The Holy Father speaks with a clarity about the Person of Jesus that has really struck my heart. Pope Francis does not discuss God as if He were some theory or theological concept, but reminds us of why we are rejoicing in the Resurrection. During the same Palm Sunday homily, the Pope exclaimed. “Let us follow Jesus! We accompany, we follow Jesus, but above all we know that he accompanies us and carries us on his shoulders. This is our joy, this is the hope that we must bring to this world. Please do not let yourselves be robbed of hope! Do not let hope be stolen! The hope that Jesus gives us.”
My prayer for Easter is that I can more fully encounter Jesus Christ each day. When I feel discouraged about the lack of understanding of the true meaning of marriage in our country, I will try to acknowledge that God is watching over our country and will reveal His truth to those who honestly seek it. When I feel like I can never get everything done that I need to do, I will pray that God will give me the strength to focus on the things that are important. When I feel discontent, I will try to turn to Jesus, remembering that only He can satisfy my restless heart.

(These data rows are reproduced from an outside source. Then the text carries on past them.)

//! Error types for attribute resolution.

use thiserror::Error;

use crate::key::AttributeKey;

/// Errors raised while resolving a declared attribute set.
///
/// Every variant is a caller-input error: rendering is deterministic, so
/// retrying with the same attributes produces the same error. No markup is
/// returned when any of these occur.
#[derive(Debug, Clone, PartialEq, Eq, Error)]
pub enum TagError {
    /// An enumerated attribute was declared with a value outside its set.
    #[error("unrecognized value '{value}' for '{key}'")]
    UnrecognizedEnumValue { key: AttributeKey, value: String },

    /// A list attribute contains a token that is not an integer.
    #[error("malformed list '{value}' for '{key}': '{token}' is not an integer")]
    MalformedListValue {
        key: AttributeKey,
        value: String,
        token: String,
    },

    /// A boolean attribute was declared as text other than `true`/`false`.
    #[error("invalid boolean '{value}' for '{key}'")]
    InvalidBoolean { key: AttributeKey, value: String },

    /// The declared value has a type the attribute cannot take.
    #[error(
        "type mismatch for '{key}': expected {expected}, got {actual}{}",
        quote_hint(.actual)
    )]
    TypeMismatch {
        key: AttributeKey,
        expected: &'static str,
        actual: &'static str,
    },

    /// A declared identifier cannot be used as a local reference name.
    #[error("invalid identifier '{0}'")]
    InvalidIdentifier(String),

    /// An attribute document failed to deserialize.
    #[error("failed to parse attributes: {0}")]
    Parse(String),
}

impl TagError {
    /// Create an unrecognized enum value error.
    pub fn unrecognized(key: AttributeKey, value: impl Into<String>) -> Self {
        Self::UnrecognizedEnumValue {
            key,
            value: value.into(),
        }
    }

    /// Create a malformed list error.
    pub fn malformed_list(
        key: AttributeKey,
        value: impl Into<String>,
        token: impl Into<String>,
    ) -> Self {
        Self::MalformedListValue {
            key,
            value: value.into(),
            token: token.into(),
        }
    }
}

fn quote_hint(actual: &str) -> &'static str {
    if actual == "number" {
        " (quote the value to keep it as written)"
    } else {
        ""
    }
}

impl From<serde_json::Error> for TagError {
    fn from(err: serde_json::Error) -> Self {
        TagError::Parse(err.to_string())
    }
}

impl From<serde_yaml::Error> for TagError {
    fn from(err: serde_yaml::Error) -> Self {
        TagError::Parse(err.to_string())
    }
}

/// Result type for tag rendering operations.
pub type Result<T> = std::result::Result<T, TagError>;
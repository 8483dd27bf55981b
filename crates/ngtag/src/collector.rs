//! Attribute collection.
//!
//! An [`AttributeSet`] gathers the declared attributes of one element. Keys
//! are unique: declaring a key twice keeps the later value. Declaration order
//! is not retained, since the emitter's rule table fixes the output order.

use std::collections::BTreeMap;

use tracing::debug;

use crate::error::Result;
use crate::key::AttributeKey;
use crate::value::RawValue;

/// The declared attributes of a single element.
///
/// # Example
///
/// ```
/// use ngtag::{AttributeKey, AttributeSet, SelectionMode};
///
/// let attrs = AttributeSet::new()
///     .with(AttributeKey::Id, "tree")
///     .with(AttributeKey::SelectionMode, SelectionMode::Multiple);
///
/// assert_eq!(attrs.len(), 2);
/// ```
#[derive(Debug, Clone, Default, PartialEq, Eq)]
pub struct AttributeSet {
    values: BTreeMap<AttributeKey, RawValue>,
}

impl AttributeSet {
    /// Creates an empty attribute set.
    pub fn new() -> Self {
        Self::default()
    }

    /// Adds an attribute, returning the set for chaining.
    pub fn with(mut self, key: AttributeKey, value: impl Into<RawValue>) -> Self {
        self.set(key, value);
        self
    }

    /// Declares an attribute, replacing any earlier value for the same key.
    pub fn set(&mut self, key: AttributeKey, value: impl Into<RawValue>) {
        self.values.insert(key, value.into());
    }

    /// Declares an attribute by name.
    ///
    /// Unknown names are dropped. Returns `true` when the name was recognized.
    pub fn declare(&mut self, name: &str, value: impl Into<RawValue>) -> bool {
        match AttributeKey::from_name(name) {
            Some(key) => {
                self.set(key, value);
                true
            }
            None => {
                debug!(name, "dropping unknown attribute");
                false
            }
        }
    }

    /// Collects named attributes, dropping unknown names.
    pub fn from_named<I, N, V>(pairs: I) -> Self
    where
        I: IntoIterator<Item = (N, V)>,
        N: AsRef<str>,
        V: Into<RawValue>,
    {
        let mut set = Self::new();
        for (name, value) in pairs {
            set.declare(name.as_ref(), value);
        }
        set
    }

    /// Parses a YAML mapping of attribute names to scalar values.
    ///
    /// An empty document yields an empty set.
    pub fn from_yaml(source: &str) -> Result<Self> {
        if source.trim().is_empty() {
            return Ok(Self::new());
        }
        let map: BTreeMap<String, RawValue> = serde_yaml::from_str(source)?;
        Ok(Self::from_named(map))
    }

    /// Parses a JSON object of attribute names to scalar values.
    pub fn from_json(source: &str) -> Result<Self> {
        let map: BTreeMap<String, RawValue> = serde_json::from_str(source)?;
        Ok(Self::from_named(map))
    }

    /// Overlays `other` onto this set; keys present in both take `other`'s value.
    pub fn merge(&mut self, other: AttributeSet) {
        self.values.extend(other.values);
    }

    /// Returns the declared value for a key.
    pub fn get(&self, key: AttributeKey) -> Option<&RawValue> {
        self.values.get(&key)
    }

    /// Returns `true` if the key was declared.
    pub fn contains(&self, key: AttributeKey) -> bool {
        self.values.contains_key(&key)
    }

    /// Removes a declared attribute, returning its value.
    pub fn remove(&mut self, key: AttributeKey) -> Option<RawValue> {
        self.values.remove(&key)
    }

    /// Number of declared attributes.
    pub fn len(&self) -> usize {
        self.values.len()
    }

    /// Returns `true` if nothing was declared.
    pub fn is_empty(&self) -> bool {
        self.values.is_empty()
    }

    /// Iterates over the declared attributes in key order.
    pub fn iter(&self) -> impl Iterator<Item = (AttributeKey, &RawValue)> {
        self.values.iter().map(|(key, value)| (*key, value))
    }
}

impl<V: Into<RawValue>> FromIterator<(AttributeKey, V)> for AttributeSet {
    fn from_iter<I: IntoIterator<Item = (AttributeKey, V)>>(iter: I) -> Self {
        let mut set = Self::new();
        for (key, value) in iter {
            set.set(key, value);
        }
        set
    }
}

One of my favorite passages in the Gospel is when, after the Resurrection, a few of the apostles go fishing. Despite having been at sea for many hours, they were not able to catch anything by themselves. Shortly thereafter, Jesus appeared to them, and He told them where to cast their nets to bring in an abundance of fish. They listened to Christ and caught more fish then they could even drag in.
During this Easter Octave, this is what I celebrate: that the Lord is right here, with me – helping me in my daily labor and in my daily quest for virtue. If I listen to Him, like the apostles, I too will be able to find abundance in my life. Regardless of the struggles that each one of us have, when we truly place our faith in the resurrected Christ, we can be the disciples Pope Francis calls us to be: a people of hope and a people of joy!